Garibaldi vê Roma do Janículo, do mesmo ponto onde está sua estátua hoje.
Mas a minha garota não está ali, e sim alguns metros adiante.
Desço do ônibus e vou caminhando devagar.
Para um sujeito um tanto cético, me surpreendo com o clima ritualístico e emocional em que estou envolvido.
De longe já a vejo, entre as árvores, simbolizada no belíssimo monumento de Mario Rutelli. Poucos carros passam, mas é domingo, pessoas caminham, tiram fotos e aproveitam o clima ameno.

Chego mais perto, aprecio o momento.
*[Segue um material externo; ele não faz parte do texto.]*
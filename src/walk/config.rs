use crate::{
    Result,
    filters::EntryTypes,
    util::{Matcher, NormalizedPath, PATTERN_SEPARATOR, WILDCARDS_ALL, normalize},
};
use core::num::NonZeroU32;
use std::ffi::{OsStr, OsString};

/**
 An immutable, validated description of one search.

 Produced by [`SearchBuilder::build`]; the root has been validated and every
 pattern compiled, so starting a search can only fail on the filesystem.
*/
#[derive(Debug, Clone)]
#[allow(
    clippy::struct_excessive_bools,
    reason = "each flag is an independent search option"
)]
pub struct SearchSpec {
    pub(crate) given_root: OsString,
    pub(crate) root: NormalizedPath,
    pub(crate) matcher: Matcher,
    pub(crate) exclude: Option<Matcher>,
    pub(crate) recursive: bool,
    pub(crate) case_sensitive: bool,
    pub(crate) entry_types: EntryTypes,
    pub(crate) max_depth: Option<NonZeroU32>,
    pub(crate) follow_symlinks: bool,
    pub(crate) show_hidden: bool,
}

impl SearchSpec {
    /**
     The directory searched.

     Built lexically from the given root. A root that steps out through `..` is
     resolved on disk when the search starts, and the spec of a running
     [`SearchHandle`](crate::SearchHandle) holds the result.
    */
    #[must_use]
    #[inline]
    pub const fn root(&self) -> &NormalizedPath {
        &self.root
    }

    /// The root exactly as it was handed to the builder
    #[must_use]
    #[inline]
    pub fn given_root(&self) -> &OsStr {
        &self.given_root
    }

    #[must_use]
    #[inline]
    pub fn pattern(&self) -> &str {
        self.matcher.pattern()
    }

    #[must_use]
    #[inline]
    pub const fn recursive(&self) -> bool {
        self.recursive
    }

    #[must_use]
    #[inline]
    pub const fn case_sensitive(&self) -> bool {
        self.case_sensitive
    }

    #[must_use]
    #[inline]
    pub const fn entry_types(&self) -> EntryTypes {
        self.entry_types
    }

    #[must_use]
    #[inline]
    pub const fn max_depth(&self) -> Option<NonZeroU32> {
        self.max_depth
    }

    #[must_use]
    #[inline]
    pub const fn follow_symlinks(&self) -> bool {
        self.follow_symlinks
    }

    #[must_use]
    #[inline]
    pub const fn show_hidden(&self) -> bool {
        self.show_hidden
    }

    #[inline]
    pub(crate) fn is_excluded(&self, name: &[u8]) -> bool {
        self.exclude.as_ref().is_some_and(|ex| ex.matches(name))
    }

    /// Whether a name is filtered out by the hidden file policy
    #[inline]
    pub(crate) fn hides(&self, name: &[u8]) -> bool {
        !self.show_hidden && name.first() == Some(&b'.')
    }
}

/**
 Options for [`search_start`](crate::search_start), the flat way to describe a search.

 ```
 use recls::{EntryTypes, SearchOptions};
 let options = SearchOptions {
     entry_types: EntryTypes::BOTH,
     max_depth: Some(2),
     ..SearchOptions::default()
 };
 assert!(options.recursive);
 ```
*/
#[derive(Debug, Clone, Copy, PartialEq, Eq)]
pub struct SearchOptions {
    pub recursive: bool,
    pub case_sensitive: bool,
    pub entry_types: EntryTypes,
    /// `None` or `Some(0)` for no limit
    pub max_depth: Option<u32>,
}

impl Default for SearchOptions {
    fn default() -> Self {
        Self {
            recursive: true,
            case_sensitive: true,
            entry_types: EntryTypes::FILES,
            max_depth: None,
        }
    }
}

/**
 A builder for a [`SearchSpec`].

 Every option has a default: match everything, recurse without a depth limit,
 case sensitive, regular files only, hidden entries shown, symlinks not followed.

 ```
 use recls::{EntryTypes, SearchBuilder};
 let spec = SearchBuilder::new("/tmp")
     .pattern("*.rs|*.toml")
     .entry_types(EntryTypes::BOTH)
     .max_depth(Some(3))
     .build()
     .unwrap();
 assert_eq!(spec.pattern(), "*.rs|*.toml");
 assert_eq!(spec.max_depth().map(|d| d.get()), Some(3));
 ```
*/
#[derive(Debug, Clone)]
#[allow(
    clippy::struct_excessive_bools,
    reason = "mirrors the flags of SearchSpec"
)]
pub struct SearchBuilder {
    root: OsString,
    pattern: String,
    exclude: Vec<String>,
    recursive: bool,
    case_sensitive: bool,
    entry_types: EntryTypes,
    max_depth: Option<NonZeroU32>,
    follow_symlinks: bool,
    show_hidden: bool,
}

impl SearchBuilder {
    /// Starts a search description rooted at `root`
    pub fn new<A: AsRef<OsStr>>(root: A) -> Self {
        Self {
            root: root.as_ref().to_owned(),
            pattern: WILDCARDS_ALL.into(),
            exclude: Vec::new(),
            recursive: true,
            case_sensitive: true,
            entry_types: EntryTypes::FILES,
            max_depth: None,
            follow_symlinks: false,
            show_hidden: true,
        }
    }

    /// Builds from the flat option set used by [`search_start`](crate::search_start)
    pub fn from_options<A: AsRef<OsStr>>(root: A, pattern: &str, options: SearchOptions) -> Self {
        Self::new(root)
            .pattern(pattern)
            .recursive(options.recursive)
            .case_sensitive(options.case_sensitive)
            .entry_types(options.entry_types)
            .max_depth(options.max_depth)
    }

    /// Set the glob, or `|` separated globs, names are matched against
    #[must_use]
    pub fn pattern<P: AsRef<str>>(mut self, pattern: P) -> Self {
        pattern.as_ref().clone_into(&mut self.pattern);
        self
    }

    /// Add a glob whose matches are neither yielded nor descended into
    #[must_use]
    pub fn exclude<P: AsRef<str>>(mut self, pattern: P) -> Self {
        self.exclude.push(pattern.as_ref().into());
        self
    }

    /// Set whether to descend into subdirectories, defaults to true
    #[must_use]
    pub const fn recursive(mut self, recursive: bool) -> Self {
        self.recursive = recursive;
        self
    }

    /// Set case sensitive matching, defaults to true
    #[must_use]
    pub const fn case_sensitive(mut self, case_sensitive: bool) -> Self {
        self.case_sensitive = case_sensitive;
        self
    }

    /// Set which kinds of entries are yielded, defaults to files
    #[must_use]
    pub const fn entry_types(mut self, entry_types: EntryTypes) -> Self {
        self.entry_types = entry_types;
        self
    }

    /// Set maximum search depth, children of the root are depth 1. `Some(0)` means unlimited
    #[must_use]
    pub const fn max_depth(mut self, max_depth: Option<u32>) -> Self {
        self.max_depth = match max_depth {
            None => None,
            Some(num) => NonZeroU32::new(num),
        };
        self
    }

    /// Sets whether to descend through symlinks to directories (default: false).
    ///
    /// Each directory is entered at most once, so loops end with a warning
    #[must_use]
    pub const fn follow_symlinks(mut self, follow_symlinks: bool) -> Self {
        self.follow_symlinks = follow_symlinks;
        self
    }

    /// Set whether names starting with a dot are yielded and descended, defaults to true
    #[must_use]
    pub const fn show_hidden(mut self, show_hidden: bool) -> Self {
        self.show_hidden = show_hidden;
        self
    }

    /**
     Validates the configuration.

     # Errors
     [`SearchError::InvalidPath`](crate::SearchError::InvalidPath) for an empty root
     or one with a NUL byte,
     [`SearchError::PatternSyntax`](crate::SearchError::PatternSyntax) for a
     malformed include or exclude pattern.
    */
    pub fn build(self) -> Result<SearchSpec> {
        let root = normalize(&self.root)?;

        let matcher = Matcher::compile(&self.pattern, self.case_sensitive)?;
        let exclude = if self.exclude.is_empty() {
            None
        } else {
            let joined = self.exclude.join(&PATTERN_SEPARATOR.to_string());
            Some(Matcher::compile(&joined, self.case_sensitive)?)
        };

        Ok(SearchSpec {
            given_root: self.root,
            root,
            matcher,
            exclude,
            recursive: self.recursive,
            case_sensitive: self.case_sensitive,
            entry_types: self.entry_types,
            max_depth: self.max_depth,
            follow_symlinks: self.follow_symlinks,
            show_hidden: self.show_hidden,
        })
    }
}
Não é a primeira vez que estou aqui, mas nunca se sabe quando será a última.
Como de propósito, o movimento de passantes e turistas diminui, até que acaba.
Ficamos só nós dois, eu e ela.

Lá no alto, sobre o cavalo, ela com seu filho recém-nascido no colo, escapando de um cerco imperial em Mostardas- RS. Garibaldi estava fora, ela saiu ilesa varando as tropas inimigas semi-nua com o filho nos braços.
Dou a volta ao redor do monumento, passagens em alto-relevo contam períodos da vida dela, curando pessoas, guiando soldados, sendo carregada nos braços.
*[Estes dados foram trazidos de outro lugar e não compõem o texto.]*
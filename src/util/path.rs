use crate::{Result, SearchError};
use core::fmt;
use std::{
    ffi::{CString, OsStr},
    os::unix::ffi::{OsStrExt as _, OsStringExt as _},
    path::Path,
};

/// The separator between path components on this platform
pub const PATH_SEPARATOR: u8 = b'/';

const_assert!(PATH_SEPARATOR.is_ascii(), "separator must be a single byte");

/**
 An absolute path with no empty, `.` or `..` components and no trailing separator
 (the root `/` excepted).

 Only [`normalize`] and [`join`] construct one, so every value upholds that shape
 and contains no NUL byte. Normalising a normalised path is the identity.

 ```
 use recls::{join, normalize};

 let base = normalize("/usr//local/./lib/../share/").unwrap();
 assert_eq!(base.as_bytes(), b"/usr/local/share");

 let joined = join(&base, "doc").unwrap();
 assert_eq!(joined.as_bytes(), b"/usr/local/share/doc");
 assert_eq!(normalize(joined.as_os_str()).unwrap(), joined);
 ```
*/
#[derive(Clone, PartialEq, Eq, Hash, PartialOrd, Ord)]
pub struct NormalizedPath {
    bytes: Box<[u8]>,
}

impl NormalizedPath {
    /// The path as raw bytes
    #[inline]
    #[must_use]
    pub const fn as_bytes(&self) -> &[u8] {
        &self.bytes
    }

    #[inline]
    #[must_use]
    pub fn as_os_str(&self) -> &OsStr {
        OsStr::from_bytes(&self.bytes)
    }

    #[inline]
    #[must_use]
    pub fn as_path(&self) -> &Path {
        Path::new(self.as_os_str())
    }

    /// Whether this is the filesystem root
    #[inline]
    #[must_use]
    pub fn is_root(&self) -> bool {
        *self.bytes == [PATH_SEPARATOR]
    }

    /// Index of the first byte of the last component
    #[inline]
    #[must_use]
    pub fn file_name_index(&self) -> usize {
        self.bytes
            .iter()
            .rposition(|&b| b == PATH_SEPARATOR)
            .map_or(0, |pos| pos + 1)
    }

    /// The last component, empty for the root
    #[inline]
    #[must_use]
    pub fn file_name(&self) -> &[u8] {
        &self.bytes[self.file_name_index()..]
    }

    /// Number of components below the root, `/` is 0 and `/a/b` is 2
    #[inline]
    #[must_use]
    pub fn component_count(&self) -> usize {
        if self.is_root() {
            0
        } else {
            count_separators(&self.bytes)
        }
    }

    /**
     Appends a single directory entry name.

     Names handed out by the directory reader never contain a separator and are never
     `.` or `..`, so no further cleaning is needed.
    */
    #[must_use]
    pub(crate) fn child(&self, name: &[u8]) -> Self {
        debug_assert!(
            !name.is_empty() && !name.contains(&PATH_SEPARATOR) && !name.contains(&0),
            "child names are single components"
        );
        let mut bytes = Vec::with_capacity(self.bytes.len() + 1 + name.len());
        bytes.extend_from_slice(&self.bytes);
        if !self.is_root() {
            bytes.push(PATH_SEPARATOR);
        }
        bytes.extend_from_slice(name);
        Self {
            bytes: bytes.into_boxed_slice(),
        }
    }

    /// A NUL terminated copy for libc calls
    ///
    /// # Errors
    /// Never fails for a value built by this module, the check is kept for the type system.
    pub fn to_cstring(&self) -> Result<CString> {
        CString::new(self.bytes.to_vec()).map_err(|_| SearchError::InvalidPath {
            path: self.to_string(),
        })
    }
}

impl AsRef<Path> for NormalizedPath {
    #[inline]
    fn as_ref(&self) -> &Path {
        self.as_path()
    }
}

impl AsRef<OsStr> for NormalizedPath {
    #[inline]
    fn as_ref(&self) -> &OsStr {
        self.as_os_str()
    }
}

impl fmt::Display for NormalizedPath {
    fn fmt(&self, f: &mut fmt::Formatter<'_>) -> fmt::Result {
        write!(f, "{}", self.as_path().display())
    }
}

impl fmt::Debug for NormalizedPath {
    fn fmt(&self, f: &mut fmt::Formatter<'_>) -> fmt::Result {
        fmt::Debug::fmt(self.as_os_str(), f)
    }
}

/// Rejects the inputs no platform call could accept
pub(crate) fn validate(raw: &[u8]) -> Result<()> {
    if raw.is_empty() || raw.contains(&0) {
        return Err(SearchError::InvalidPath {
            path: String::from_utf8_lossy(raw).into_owned(),
        });
    }
    Ok(())
}

/// Collapses separators, drops `.` and resolves `..` against the components seen so far
fn clean(absolute: &[u8]) -> NormalizedPath {
    let mut parts: Vec<&[u8]> = Vec::new();
    for part in absolute.split(|&b| b == PATH_SEPARATOR) {
        match part {
            b"" | b"." => {}
            b".." => {
                // `..` at the root stays at the root
                parts.pop();
            }
            name => parts.push(name),
        }
    }

    let mut bytes = Vec::with_capacity(absolute.len());
    if parts.is_empty() {
        bytes.push(PATH_SEPARATOR);
    }
    for part in parts {
        bytes.push(PATH_SEPARATOR);
        bytes.extend_from_slice(part);
    }
    NormalizedPath {
        bytes: bytes.into_boxed_slice(),
    }
}

/**
 A NUL terminated copy of `path` exactly as the caller spelt it, relative parts and
 `..` included.

 # Errors
 [`SearchError::InvalidPath`] for empty input or input containing a NUL byte.
*/
pub(crate) fn given_cstring(path: &OsStr) -> Result<CString> {
    let raw = path.as_bytes();
    validate(raw)?;
    CString::new(raw).map_err(|_| SearchError::InvalidPath {
        path: String::from_utf8_lossy(raw).into_owned(),
    })
}

/// Splits `raw` just after its last `..` component, `None` when it has none
pub(crate) fn split_after_last_parent(raw: &[u8]) -> Option<(&[u8], &[u8])> {
    let mut split = None;
    let mut start = 0;
    for part in raw.split(|&b| b == PATH_SEPARATOR) {
        let end = start + part.len();
        if part == b".." {
            split = Some(end);
        }
        start = end + 1;
    }
    split.map(|idx| raw.split_at(idx))
}

/**
 Canonicalises a path string without touching the filesystem beyond reading the
 current directory for relative input.

 Repeated and trailing separators are dropped, `.` components removed and `..`
 resolved lexically. Symlinks are not resolved.

 # Errors
 [`SearchError::InvalidPath`] for empty input or input containing a NUL byte,
 [`SearchError::Io`] if a relative path is given and the current directory cannot be read.
*/
pub fn normalize<P: AsRef<OsStr>>(path: P) -> Result<NormalizedPath> {
    let raw = path.as_ref().as_bytes();
    validate(raw)?;

    if raw.first() == Some(&PATH_SEPARATOR) {
        return Ok(clean(raw));
    }

    let cwd = std::env::current_dir().map_err(|e| SearchError::from_io(".", e))?;
    let mut absolute = cwd.into_os_string().into_vec();
    absolute.push(PATH_SEPARATOR);
    absolute.extend_from_slice(raw);
    Ok(clean(&absolute))
}

/**
 Appends `component` to `base` and normalises the result.

 The component may itself contain separators or `..`; an absolute component is still
 treated as relative to `base`.

 # Errors
 [`SearchError::InvalidPath`] if `component` is empty or contains a NUL byte.
*/
pub fn join<C: AsRef<OsStr>>(base: &NormalizedPath, component: C) -> Result<NormalizedPath> {
    let raw = component.as_ref().as_bytes();
    validate(raw)?;

    let mut combined = Vec::with_capacity(base.bytes.len() + 1 + raw.len());
    combined.extend_from_slice(&base.bytes);
    combined.push(PATH_SEPARATOR);
    combined.extend_from_slice(raw);
    Ok(clean(&combined))
}

/**
 Counts occurrences of the path separator in `range`.

 Applied to a normalised path this is its depth below the root, which is how the
 traversal enforces depth limits.

 ```
 use recls::count_separators;
 assert_eq!(count_separators(b"/usr/local/bin"), 3);
 assert_eq!(count_separators(b"file.txt"), 0);
 ```
*/
#[inline]
#[must_use]
pub fn count_separators(range: &[u8]) -> usize {
    range.iter().filter(|&&b| b == PATH_SEPARATOR).count()
}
O cheiro de folhas no chão, o solo um pouco úmido, o barulho de Roma ao fundo, não posso negar que é um momento comovente.
Por instantes agradeço a oportunidade e a ousadia de fazer da sua vida um trabalho pessoal, de autor, do qual espero estar à altura.
Tiro da mochila os meus dois presentes. Meus dois livros sobre a primeira parte da vida dela, um em português, outro em italiano.

Deposito aos pés do monumento, bem em frente à placa que indica que ali também estão seus restos mortais.


Recolho minha mochila, a câmera fotográfica, e eis que surge um casal, olha intrigado e pega os dois livros. Não viram quem colocou, folheiam e devolvem ao lugar.

Minha tarefa está concluída, por enquanto.
Um panini em uma barraquinha aos pés do Garibaldi, pego o 115 em direção à Trastevere, tenho uma feira de livros pela frente e alguns autógrafos para desenhar.
Até mais, Anita.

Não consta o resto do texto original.